If and when is it appropriate to code 76801 and 76813 together? What about 76817 with the NT? There are two offices within our facility that bill an NT differently. Please help!


----------



## krista2178@yahoo.com (Oct 3, 2018)

ACOG FAQ from 2012-
Q:  Is code 76813 bundled into 76801? 

A:  No.  These codes represent unique services.  According to the ACOG OBGYN Coding Manual:  Components of Correct Procedural Coding, if both codes are performed, report them separately (eg, 76801, 786813).  When reporting multiple radiology services, most payers do not require a modifier 51.  Instead, both services will be reimbursed at their full allowable amount.  Although not required, it is best to have two distinct diagnosis codes to reflect the medical necessity of performing both.                      
The ACOG OBGYN Coding Manual lists the components of 76813 as including the following:
1. orientation of transducer to mid-sagittal view of the embryo
2. crown-rump measurement
3. observation of embryo at high magnification until the embryonic neck is in a neutral position and spontaneous embryonic movement allows for differentitation between the outer edge of nuchal skina nd the amnion
4. at least 3 separate measurements for the shortest distance between the inner edges ofnuchal translucency
5. comparison of the alrgest measurement from an acceptable image to crown-rump length and gestational age specific medians

Code 76817:   This may include evaluation of the fetus and placenta and evaluation of the maternal uterus and adnexae.

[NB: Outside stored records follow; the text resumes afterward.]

//! Error types for resampling sessions.

use std::io;

use thiserror::Error;

/// Errors returned by a resampling session.
///
/// Every error is terminal for the call that raised it. Nothing is retried
/// internally and no partial output accompanies an error.
#[derive(Error, Debug, Clone, PartialEq)]
pub enum ResampleError {
    /// Input or output sample rate is not a positive finite number.
    #[error("resample: invalid sampling rates (input {input}, output {output})")]
    InvalidRate { input: f64, output: f64 },

    /// Channel count is zero.
    #[error("resample: invalid channels number")]
    InvalidChannels,

    /// Quality code outside the defined range.
    #[error("resample: invalid quality setting {0}")]
    InvalidQuality(u8),

    /// Sample format code outside the defined set.
    #[error("resample: invalid format setting {0}")]
    InvalidFormat(u8),

    /// A format or quality name that could not be parsed.
    #[error("resample: unknown {kind} {name:?}")]
    UnknownName { kind: &'static str, name: String },

    /// The engine refused the requested configuration.
    #[error("resample: engine init: {0}")]
    EngineInit(String),

    /// The session has no engine context (closed or never opened).
    #[error("resample: session is closed")]
    NullSession,

    /// The input did not contain a single whole frame.
    #[error("resample: incomplete input frame data")]
    IncompleteFrame,

    /// The input is not yet enough to produce an output frame.
    #[error("resample: not enough input to generate output")]
    InsufficientInput,

    /// The engine failed while converting.
    #[error("resample: engine process: {0}")]
    EngineProcess(String),

    /// Close was called on a session that is already closed.
    #[error("resample: session already closed")]
    AlreadyClosed,

    /// The stream was drained; no more input is accepted.
    #[error("resample: end of stream")]
    EndOfStream,
}

/// Result alias used throughout the crate.
pub type Result<T> = std::result::Result<T, ResampleError>;

/// Error reported by a conversion engine.
///
/// The message is surfaced to callers unchanged.
#[derive(Error, Debug, Clone, PartialEq, Eq)]
#[error("{0}")]
pub struct EngineError(pub String);

impl EngineError {
    pub fn new(msg: impl Into<String>) -> Self {
        Self(msg.into())
    }
}

impl From<rubato::ResamplerConstructionError> for EngineError {
    fn from(e: rubato::ResamplerConstructionError) -> Self {
        EngineError(e.to_string())
    }
}

impl From<rubato::ResampleError> for EngineError {
    fn from(e: rubato::ResampleError) -> Self {
        EngineError(e.to_string())
    }
}

impl From<ResampleError> for io::Error {
    fn from(e: ResampleError) -> Self {
        let kind = match e {
            ResampleError::NullSession | ResampleError::AlreadyClosed => io::ErrorKind::BrokenPipe,
            ResampleError::EndOfStream => io::ErrorKind::UnexpectedEof,
            ResampleError::EngineProcess(_) | ResampleError::EngineInit(_) => io::ErrorKind::Other,
            _ => io::ErrorKind::InvalidInput,
        };
        io::Error::new(kind, e)
    }
}
//! Sample formats and quality tiers.

use std::fmt;
use std::str::FromStr;

use serde::{Deserialize, Serialize};

use crate::error::ResampleError;

/// Encoding of a single PCM sample.
///
/// Samples are little-endian and interleaved by channel. The numeric codes
/// match the datatype codes used by the SoX resampler.
#[derive(Debug, Clone, Copy, PartialEq, Eq, Hash, Serialize, Deserialize)]
#[serde(rename_all = "snake_case")]
pub enum SampleFormat {
    /// 32-bit floating point.
    F32 = 0,
    /// 64-bit floating point.
    F64 = 1,
    /// 32-bit signed linear.
    I32 = 2,
    /// 16-bit signed linear.
    I16 = 3,
}

impl SampleFormat {
    /// Returns the number of bytes of one sample.
    pub const fn bytes_per_sample(self) -> usize {
        match self {
            SampleFormat::F64 => 8,
            SampleFormat::F32 | SampleFormat::I32 => 4,
            SampleFormat::I16 => 2,
        }
    }

    /// Returns the numeric code of this format.
    pub const fn code(self) -> u8 {
        self as u8
    }

    pub const fn name(self) -> &'static str {
        match self {
            SampleFormat::F32 => "f32",
            SampleFormat::F64 => "f64",
            SampleFormat::I32 => "i32",
            SampleFormat::I16 => "i16",
        }
    }
}

impl TryFrom<u8> for SampleFormat {
    type Error = ResampleError;

    fn try_from(code: u8) -> Result<Self, Self::Error> {
        match code {
            0 => Ok(SampleFormat::F32),
            1 => Ok(SampleFormat::F64),
            2 => Ok(SampleFormat::I32),
            3 => Ok(SampleFormat::I16),
            _ => Err(ResampleError::InvalidFormat(code)),
        }
    }
}

impl FromStr for SampleFormat {
    type Err = ResampleError;

    fn from_str(s: &str) -> Result<Self, Self::Err> {
        let name = s.trim().to_ascii_lowercase();
        if let Ok(code) = name.parse::<u8>() {
            return SampleFormat::try_from(code);
        }
        match name.as_str() {
            "f32" | "float" | "float32" => Ok(SampleFormat::F32),
            "f64" | "double" | "float64" => Ok(SampleFormat::F64),
            "i32" | "s32" | "int32" => Ok(SampleFormat::I32),
            "i16" | "s16" | "int16" | "l16" => Ok(SampleFormat::I16),
            _ => Err(ResampleError::UnknownName {
                kind: "format",
                name: s.to_string(),
            }),
        }
    }
}

impl fmt::Display for SampleFormat {
    fn fmt(&self, f: &mut fmt::Formatter<'_>) -> fmt::Result {
        f.write_str(self.name())
    }
}

/// Conversion quality tier, from fastest to most accurate.
///
/// The numeric codes are the SoX resampler recipe codes.
#[derive(
    Debug, Clone, Copy, Default, PartialEq, Eq, PartialOrd, Ord, Hash, Serialize, Deserialize,
)]
#[serde(rename_all = "snake_case")]
pub enum Quality {
    /// Cubic interpolation.
    Quick = 0,
    /// 16-bit with a large rolloff.
    Low = 1,
    /// 16-bit with a medium rolloff.
    Medium = 2,
    /// 20-bit.
    #[default]
    High = 4,
    /// 28-bit.
    VeryHigh = 6,
}

impl Quality {
    /// All tiers in ascending order.
    pub const ALL: [Quality; 5] = [
        Quality::Quick,
        Quality::Low,
        Quality::Medium,
        Quality::High,
        Quality::VeryHigh,
    ];

    /// Returns the recipe code of this tier.
    pub const fn code(self) -> u8 {
        self as u8
    }

    pub const fn name(self) -> &'static str {
        match self {
            Quality::Quick => "quick",
            Quality::Low => "low",
            Quality::Medium => "medium",
            Quality::High => "high",
            Quality::VeryHigh => "very_high",
        }
    }
}

impl TryFrom<u8> for Quality {
    type Error = ResampleError;

    /// Accepts the whole recipe range `0..=6`. Codes between two named
    /// tiers select the higher one.
    fn try_from(code: u8) -> Result<Self, Self::Error> {
        match code {
            0 => Ok(Quality::Quick),
            1 => Ok(Quality::Low),
            2 => Ok(Quality::Medium),
            3 | 4 => Ok(Quality::High),
            5 | 6 => Ok(Quality::VeryHigh),
            _ => Err(ResampleError::InvalidQuality(code)),
        }
    }
}

impl FromStr for Quality {
    type Err = ResampleError;

    fn from_str(s: &str) -> Result<Self, Self::Err> {
        let name = s.trim().to_ascii_lowercase().replace('-', "_");
        if let Ok(code) = name.parse::<u8>() {
            return Quality::try_from(code);
        }
        match name.as_str() {
            "quick" | "qq" => Ok(Quality::Quick),
            "low" | "lq" => Ok(Quality::Low),
            "medium" | "mq" => Ok(Quality::Medium),
            "high" | "hq" => Ok(Quality::High),
            "very_high" | "veryhigh" | "vhq" => Ok(Quality::VeryHigh),
            _ => Err(ResampleError::UnknownName {
                kind: "quality",
                name: s.to_string(),
            }),
        }
    }
}

impl fmt::Display for Quality {
    fn fmt(&self, f: &mut fmt::Formatter<'_>) -> fmt::Result {
        f.write_str(self.name())
    }
}
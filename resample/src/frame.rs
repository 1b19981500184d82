//! Frame alignment across writes.

use std::borrow::Cow;

/// Keeps input aligned to whole frames across successive writes.
///
/// Bytes that do not complete a frame are held back (at most
/// `frame_bytes - 1` of them) and prepended to the next input.
#[derive(Debug)]
pub(crate) struct FrameAligner {
    /// Holds leftover bytes of an incomplete frame.
    carry: Vec<u8>,
    /// Bytes per interleaved frame.
    frame_bytes: usize,
}

impl FrameAligner {
    pub fn new(frame_bytes: usize) -> Self {
        Self {
            carry: Vec::with_capacity(frame_bytes.saturating_sub(1)),
            frame_bytes,
        }
    }

    /// Returns the whole frames available from the carried bytes plus
    /// `input`. Any unaligned tail is carried into the next call.
    pub fn align<'a>(&mut self, input: &'a [u8]) -> Cow<'a, [u8]> {
        if self.carry.is_empty() {
            let aligned = input.len() - input.len() % self.frame_bytes;
            self.carry.extend_from_slice(&input[aligned..]);
            return Cow::Borrowed(&input[..aligned]);
        }

        let mut joined = std::mem::take(&mut self.carry);
        joined.extend_from_slice(input);
        let aligned = joined.len() - joined.len() % self.frame_bytes;
        self.carry.extend_from_slice(&joined[aligned..]);
        joined.truncate(aligned);
        Cow::Owned(joined)
    }

    /// Number of bytes waiting for the rest of their frame.
    pub fn pending(&self) -> usize {
        self.carry.len()
    }

    /// Drops the carried bytes, returning how many there were.
    pub fn discard(&mut self) -> usize {
        let n = self.carry.len();
        self.carry.clear();
        n
    }
}
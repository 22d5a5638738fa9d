use std::net::{IpAddr, Ipv4Addr, SocketAddr};
use thiserror::Error;

const DEFAULT_DATABASE_URL: &str = "sqlite://squad_site.db?mode=rwc";
const DEFAULT_PORT: u16 = 3000;

#[derive(Debug, Error, PartialEq)]
pub enum ConfigError {
    #[error("{name} is not in the correct format: {value}")]
    Invalid { name: &'static str, value: String },
}

/// Server settings read from the environment (and `.env`, if present).
#[derive(Debug, Clone, PartialEq)]
pub struct Config {
    pub database_url: String,
    pub host: IpAddr,
    pub port: u16,
    /// Allowed CORS origin; any origin when unset.
    pub cors_origin: Option<String>,
}

impl Config {
    pub fn from_env() -> Result<Self, ConfigError> {
        Self::from_lookup(|name| std::env::var(name).ok())
    }

    fn from_lookup<F>(lookup: F) -> Result<Self, ConfigError>
    where
        F: Fn(&str) -> Option<String>,
    {
        let database_url = lookup("DATABASE_URL")
            .unwrap_or_else(|| DEFAULT_DATABASE_URL.to_string());

        let host = match lookup("HOST") {
            Some(value) => value
                .parse()
                .map_err(|_| ConfigError::Invalid { name: "HOST", value })?,
            None => IpAddr::V4(Ipv4Addr::LOCALHOST),
        };

        let port = match lookup("PORT") {
            Some(value) => value
                .parse()
                .map_err(|_| ConfigError::Invalid { name: "PORT", value })?,
            None => DEFAULT_PORT,
        };

        let cors_origin = lookup("CORS_ORIGIN").filter(|origin| !origin.trim().is_empty());

        Ok(Self {
            database_url,
            host,
            port,
            cors_origin,
        })
    }

    pub fn addr(&self) -> SocketAddr {
        SocketAddr::new(self.host, self.port)
    }
}
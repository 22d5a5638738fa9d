use axum::{
    extract::{Path, Query, State},
    response::Json,
};
use chrono::{DateTime, NaiveDateTime};
use serde::Deserialize;
use sqlx::sqlite::SqlitePool;
use crate::aggregate::{performance_score, squad_stats};
use crate::error::ApiError;
use crate::models::{Player, PlayerCard, Position, SquadResponse};
use crate::db;

// Query parameters for listing players
#[derive(Deserialize)]
pub struct ListPlayersQuery {
    #[serde(default)]
    team: Option<String>,
}

// GET /api/players?team=Liverpool - All players, or one team's by goals
pub async fn get_players(
    State(pool): State<SqlitePool>,
    Query(params): Query<ListPlayersQuery>,
) -> Result<Json<Vec<Player>>, ApiError> {
    let players = match params.team.as_deref() {
        Some(team) => db::get_players_by_team(&pool, team).await?,
        None => db::get_all_players(&pool).await?,
    };

    Ok(Json(players))
}

// GET /api/teams/:team/players - Squad page for one team
pub async fn get_squad(
    State(pool): State<SqlitePool>,
    Path(team): Path<String>,
) -> Result<Json<SquadResponse>, ApiError> {
    let players = db::get_players_by_team(&pool, &team).await?;
    let stats = squad_stats(&players);

    let players = players
        .into_iter()
        .enumerate()
        .map(|(i, p)| to_player_card(i + 1, p))
        .collect();

    Ok(Json(SquadResponse { team, players, stats }))
}

fn to_player_card(rank: usize, player: Player) -> PlayerCard {
    PlayerCard {
        id: player.id,
        rank,
        position: Position::display_label(player.position.as_deref()),
        performance: performance_score(player.goals),
        joined: joined_date(&player.created_at),
        name: player.name,
        team: player.team,
        goals: player.goals,
    }
}

/// Date part of a stored timestamp; SQLite writes `YYYY-MM-DD HH:MM:SS`,
/// hosted stores tend to write RFC 3339.
fn joined_date(created_at: &str) -> String {
    if let Ok(ts) = NaiveDateTime::parse_from_str(created_at, "%Y-%m-%d %H:%M:%S") {
        return ts.date().format("%Y-%m-%d").to_string();
    }
    if let Ok(ts) = DateTime::parse_from_rfc3339(created_at) {
        return ts.date_naive().format("%Y-%m-%d").to_string();
    }
    created_at.to_string()
}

Per SMFM: "76817 should not be billed if vaginal scanning is done solely to obtain the nuchal translucency measurements (CPT 76813) of first trimester genetic screening, because 76813 can be with either transabdominal or vaginal approach, or both. Both CPT 76817 and 76813 may be billed together, if the transvaginal scan is done for a clinically appropriate reason, other than NT measurement.”


----------